Cora Zicai

Personal information
- Full name: Cora Nevena Zicai
- Date of birth: 29 November 2004 (age 21)
- Place of birth: Freiburg im Breisgau, Germany
- Height: 1.74 m (5 ft 9 in)
- Position: Forward

Team information
- Current team: VfL Wolfsburg
- Number: 28

Youth career
- 0000–2017: Sportfreunde Eintracht Freiburg
- 2017–2021: SC Freiburg

Senior career*
- Years: Team / Apps / (Gls)
- 2021: SC Freiburg II / 1 / (0)
- 2021–2025: SC Freiburg / 79 / (14)
- 2025–: VfL Wolfsburg / 20 / (4)

International career^{‡}
- 2017–2019: Germany U15 / 7 / (1)
- 2019–2020: Germany U16 / 5 / (2)
- 2021–2023: Germany U19 / 10 / (5)
- 2021–2024: Germany U20 / 17 / (5)
- 2024–: Germany / 6 / (2)

= Cora Zicai =

German footballer (born 2004)

Cora Nevena Zicai (born 29 November 2004) is a German footballer who plays as a forward for Frauen-Bundesliga club VfL Wolfsburg and the Germany national team. She has previously played for SC Freiburg.

==Club career==
===SC Freiburg===
Zicai began playing football at Sportfreunde Eintracht Freiburg before moving to SC Freiburg in 2017. Aged 16, she made her Bundesliga debut in March 2021, playing against Bayern Munich in a 1–5 loss. Zicai scored her maiden Bundesliga goal a week after, striking a precise finish from the edge of the box to extend Freiburg's lead in a 2–1 victory versus Duisburg. This made her Freiburg's youngest Bundesliga goalscorer. She continued progressing during the 2021–22 season, making her first league start against Hoffenheim and playing a total of 12 games. Zicai was also awarded the bronze edition of the Fritz Walter Medal in November 2022 to honour her 2021 performances.

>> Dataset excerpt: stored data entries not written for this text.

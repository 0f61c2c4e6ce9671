use crate::chunker::TextSplitter;
use crate::config::{SiteConfig, PROGRESS_INTERVAL};
use crate::exclusions::ExclusionRules;
use crate::markup::{clean_wikitext, is_redirect_text};
use crate::models::Passage;
use crate::namespace::NamespaceCatalog;
use crate::parser::DumpReader;
use crate::stats::PipelineStats;
use anyhow::{Context, Result};
use indicatif::ProgressBar;
use std::path::Path;
use tracing::info;

/// Second streaming pass: filter pages, clean markup, and chunk into
/// passages. Pages are processed in source order and passages inherit that
/// order, so repeated runs over the same export produce identical output.
#[allow(clippy::too_many_arguments)]
pub fn collect_passages(
    input: &Path,
    catalog: &NamespaceCatalog,
    rules: &ExclusionRules,
    splitter: &TextSplitter,
    site: &SiteConfig,
    limit: Option<u64>,
    stats: &PipelineStats,
) -> Result<Vec<Passage>> {
    let reader = DumpReader::open(input)
        .with_context(|| format!("Failed to open export at: {}", input.display()))?;
    let pb = ProgressBar::new_spinner();

    info!("Chunking pages from: {}", input.display());

    let mut passages = Vec::new();
    let mut seen: u64 = 0;

    for raw in reader {
        seen += 1;
        if seen % PROGRESS_INTERVAL == 0 {
            pb.tick();
        }
        if let Some(limit) = limit {
            if seen > limit {
                break;
            }
        }
        stats.inc_pages_seen();

        let Some(page) = raw.into_page() else {
            stats.inc_pages_skipped();
            continue;
        };

        if page.is_redirect || is_redirect_text(&page.text) {
            stats.inc_redirects_skipped();
            continue;
        }

        let ns_name = catalog.name_for(&page.ns, &page.title);
        if rules.is_excluded_namespace(&ns_name) || rules.is_excluded_namespace_id(&page.ns) {
            stats.inc_pages_excluded();
            continue;
        }

        if rules.is_excluded_contributor(page.earliest_contributor()) {
            stats.inc_contributors_excluded();
            continue;
        }

        let text = clean_wikitext(&page.text);
        if text.is_empty() {
            continue;
        }

        let url = site.curid_url(&page.id);
        let page_passages = splitter.split_page(&page.id, &page.title, &url, &ns_name, &text);

        stats.add_passages(page_passages.len() as u64);
        for passage in &page_passages {
            if passage.content.chars().count() > splitter.chunk_size() {
                stats.inc_oversize_passages();
            }
        }
        passages.extend(page_passages);
    }

    pb.finish_and_clear();

    info!(
        pages = stats.pages(),
        passages = passages.len(),
        excluded = stats.excluded(),
        "Chunking pass complete"
    );

    Ok(passages)
}
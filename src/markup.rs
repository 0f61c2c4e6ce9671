use once_cell::sync::Lazy;
use regex::Regex;

static COMMENT_REGEX: Lazy<Regex> = Lazy::new(|| Regex::new(r"(?s)<!--.*?-->").unwrap());

static REF_REGEX: Lazy<Regex> =
    Lazy::new(|| Regex::new(r"(?s)<ref[^>/]*/>|<ref[^>]*>.*?</ref>").unwrap());

static FILE_REGEX: Lazy<Regex> =
    Lazy::new(|| Regex::new(r"(?i)\[\[(?:File|Image):[^|\]]+(?:\|[^\]]*)*\]\]").unwrap());

static LINK_REGEX: Lazy<Regex> =
    Lazy::new(|| Regex::new(r"\[\[([^|\]]+?)(?:\|([^\]]+))?\]\]").unwrap());

static EXTERNAL_LINK_REGEX: Lazy<Regex> =
    Lazy::new(|| Regex::new(r"\[https?://\S+?(?:\s+([^\]]+))?\]").unwrap());

static HEADING_REGEX: Lazy<Regex> =
    Lazy::new(|| Regex::new(r"(?m)^={2,}\s*(.+?)\s*={2,}\s*$").unwrap());

static BLANK_RUN_REGEX: Lazy<Regex> = Lazy::new(|| Regex::new(r"\n{3,}").unwrap());

/// True when the revision body is a redirect stub rather than content.
pub fn is_redirect_text(text: &str) -> bool {
    let head = text.trim_start();
    head.len() >= 9 && head[..9].eq_ignore_ascii_case("#redirect")
}

/// Reduces wikitext to plain prose suitable for chunking and embedding:
/// templates, comments, refs, and file embeds are dropped; wikilinks and
/// external links collapse to their display text; heading and quote markup
/// is removed while heading text is kept in place.
pub fn clean_wikitext(text: &str) -> String {
    let text = COMMENT_REGEX.replace_all(text, "");
    let text = strip_templates(&text);
    let text = REF_REGEX.replace_all(&text, "");
    let text = FILE_REGEX.replace_all(&text, "");
    let text = LINK_REGEX.replace_all(&text, |caps: &regex::Captures<'_>| {
        caps.get(2)
            .or_else(|| caps.get(1))
            .map(|m| m.as_str().to_string())
            .unwrap_or_default()
    });
    let text = EXTERNAL_LINK_REGEX.replace_all(&text, |caps: &regex::Captures<'_>| {
        caps.get(1)
            .map(|m| m.as_str().to_string())
            .unwrap_or_default()
    });
    let text = HEADING_REGEX.replace_all(&text, "$1");
    let text = text.replace("'''''", "").replace("'''", "").replace("''", "");
    let text = BLANK_RUN_REGEX.replace_all(&text, "\n\n");
    text.trim().to_string()
}

/// Removes `{{…}}` templates, including nested ones. Unclosed templates
/// swallow the rest of the text rather than looping.
fn strip_templates(text: &str) -> String {
    let mut result = String::with_capacity(text.len());
    let bytes = text.as_bytes();
    let mut i = 0;
    let mut run_start = 0;

    while i < bytes.len() {
        if i + 1 < bytes.len() && bytes[i] == b'{' && bytes[i + 1] == b'{' {
            if run_start < i {
                result.push_str(&text[run_start..i]);
            }
            let mut depth: i32 = 0;
            while i + 1 < bytes.len() {
                if bytes[i] == b'{' && bytes[i + 1] == b'{' {
                    depth += 1;
                    i += 2;
                } else if bytes[i] == b'}' && bytes[i + 1] == b'}' {
                    depth -= 1;
                    i += 2;
                    if depth == 0 {
                        break;
                    }
                } else {
                    i += 1;
                }
            }
            run_start = i;
        } else {
            i += 1;
        }
    }

    if run_start < bytes.len() {
        result.push_str(&text[run_start..]);
    }

    result
}

#[cfg(test)]
mod tests {
    use super::*;

    #[test]
    fn redirect_detection() {
        assert!(is_redirect_text("#REDIRECT [[Other page]]"));
        assert!(is_redirect_text("  #redirect [[Other page]]"));
        assert!(!is_redirect_text("Not a redirect. #REDIRECT later."));
        assert!(!is_redirect_text(""));
    }

    #[test]
    fn templates_are_removed() {
        let cleaned = clean_wikitext("{{Infobox number|name=G}}\nGraham's number is large.");
        assert_eq!(cleaned, "Graham's number is large.");
    }

    #[test]
    fn nested_templates_are_removed() {
        let cleaned = clean_wikitext("{{outer {{inner}} rest}}kept");
        assert_eq!(cleaned, "kept");
    }

    #[test]
    fn unclosed_template_does_not_hang() {
        let cleaned = clean_wikitext("before {{unclosed forever");
        assert_eq!(cleaned, "before");
    }

    #[test]
    fn wikilinks_collapse_to_labels() {
        assert_eq!(
            clean_wikitext("See [[Graham's number]] and [[TREE sequence|the TREE function]]."),
            "See Graham's number and the TREE function."
        );
    }

    #[test]
    fn file_embeds_are_dropped() {
        let cleaned = clean_wikitext("Intro. [[File:Diagram.svg|thumb|A diagram]] Outro.");
        assert_eq!(cleaned, "Intro.  Outro.");
    }

    #[test]
    fn external_links_keep_display_text() {
        assert_eq!(
            clean_wikitext("[https://example.org the source] and [https://example.org/bare]"),
            "the source and"
        );
    }

    #[test]
    fn heading_markup_is_removed_text_kept() {
        let cleaned = clean_wikitext("Intro.\n\n== History ==\nIt began.");
        assert_eq!(cleaned, "Intro.\n\nHistory\nIt began.");
    }

    #[test]
    fn refs_and_comments_are_dropped() {
        let cleaned =
            clean_wikitext("Fact.<ref>Citation</ref> More.<ref name=\"a\"/> <!-- hidden -->");
        assert_eq!(cleaned, "Fact. More.");
    }

    #[test]
    fn quote_markup_is_removed() {
        assert_eq!(clean_wikitext("'''Bold''' and ''italic''."), "Bold and italic.");
    }

    #[test]
    fn blank_runs_collapse() {
        let cleaned = clean_wikitext("a\n\n\n\nb");
        assert_eq!(cleaned, "a\n\nb");
    }
}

Zicai had a productive first half of 2022–23, scoring in wins against SGS Essen and Turbine Potsdam, as well as notching up three assists. The second half of her season was affected by groin problems, though she managed to assist the winning goal in the DFB-Pokal semi-final versus RB Leipzig. Zicai then became a regular starter in 2023–24, took part in all 22 league matches, and scored thrice as Freiburg finished ninth.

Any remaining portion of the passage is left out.